We know that, the cause and effect between disease and deforestation are far from consistent. The complexity of disease and the complexity of landscapes themselves create a tangled web of opposing and reinforcing interactions. In many places, deforestation or forest degradation increases human risk of malaria or other mosquito-borne diseases. In other places, the same conditions that scientists predict would increase disease transmission do not seem to apply.
With a decent amount of evidence to date, it's clear that there are some tangible, verified, and lasting connections between human health and the extent and condition of forests. These include at least six outcomes in dietary health, environmental exposure (e.g. air pollution), communicable diseases, hazard risk reductions, mental health, and access to natural compounds or medicinal products.

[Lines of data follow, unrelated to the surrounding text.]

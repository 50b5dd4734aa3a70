//! Terminal-backed prompters.

use dialoguer::{theme::ColorfulTheme, Confirm, Input, Password};

use super::Prompter;
use crate::error::{Error, Result};

/// Interactive prompter on the controlling terminal.
pub struct TerminalPrompter {
    theme: ColorfulTheme,
}

impl Default for TerminalPrompter {
    fn default() -> Self {
        Self::new()
    }
}

impl TerminalPrompter {
    /// Creates a prompter with the colorful theme.
    #[must_use]
    pub fn new() -> Self {
        Self {
            theme: ColorfulTheme::default(),
        }
    }
}

impl Prompter for TerminalPrompter {
    fn ask(&mut self, prompt: &str, default: &str) -> Result<String> {
        Input::<String>::with_theme(&self.theme)
            .with_prompt(prompt)
            .default(default.to_string())
            .show_default(!default.is_empty())
            .allow_empty(true)
            .interact_text()
            .map_err(|e| Error::Prompt(format!("Input cancelled: {e}")))
    }

    fn ask_secret(&mut self, prompt: &str) -> Result<String> {
        Password::with_theme(&self.theme)
            .with_prompt(prompt)
            .allow_empty_password(true)
            .interact()
            .map_err(|e| Error::Prompt(format!("Input cancelled: {e}")))
    }

    fn confirm(&mut self, prompt: &str) -> Result<bool> {
        Confirm::with_theme(&self.theme)
            .with_prompt(prompt)
            .default(true)
            .interact()
            .map_err(|e| Error::Prompt(format!("Input cancelled: {e}")))
    }
}

/// Non-interactive prompter for `--yes`: every question takes its default
/// and the summary is accepted.
#[derive(Debug, Clone, Copy, Default)]
pub struct AcceptDefaults;

impl Prompter for AcceptDefaults {
    fn ask(&mut self, _prompt: &str, default: &str) -> Result<String> {
        Ok(default.to_string())
    }

    fn ask_secret(&mut self, _prompt: &str) -> Result<String> {
        Ok(String::new())
    }

    fn confirm(&mut self, _prompt: &str) -> Result<bool> {
        Ok(true)
    }
}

The protection, conservation, and restoration of forests and their broader landscapes contribute to positive human health outcomes for each of these six components. Forests are often critical in supplying micronutrients through access to wild foods, can mitigate air pollution in some contexts, and can provide the necessary habitat and biodiversity to limit human exposure to and infection by viruses and pathogens present in widespread animal populations. Forests can prevent excessive runoff and reduce ambient temperatures, have a demonstrated ability to help people reduce stress and manage mental health, and are the greatest library of natural compounds with potential and realized medicinal products in the universe.
The conservation and restoration of forests is a necessary component of a future where humanity is better able to manage and cope with the emergence of new infectious diseases. Without landscapes that balance the needs of both nature and people, the world will continue only to react to global health crises instead of preventing them.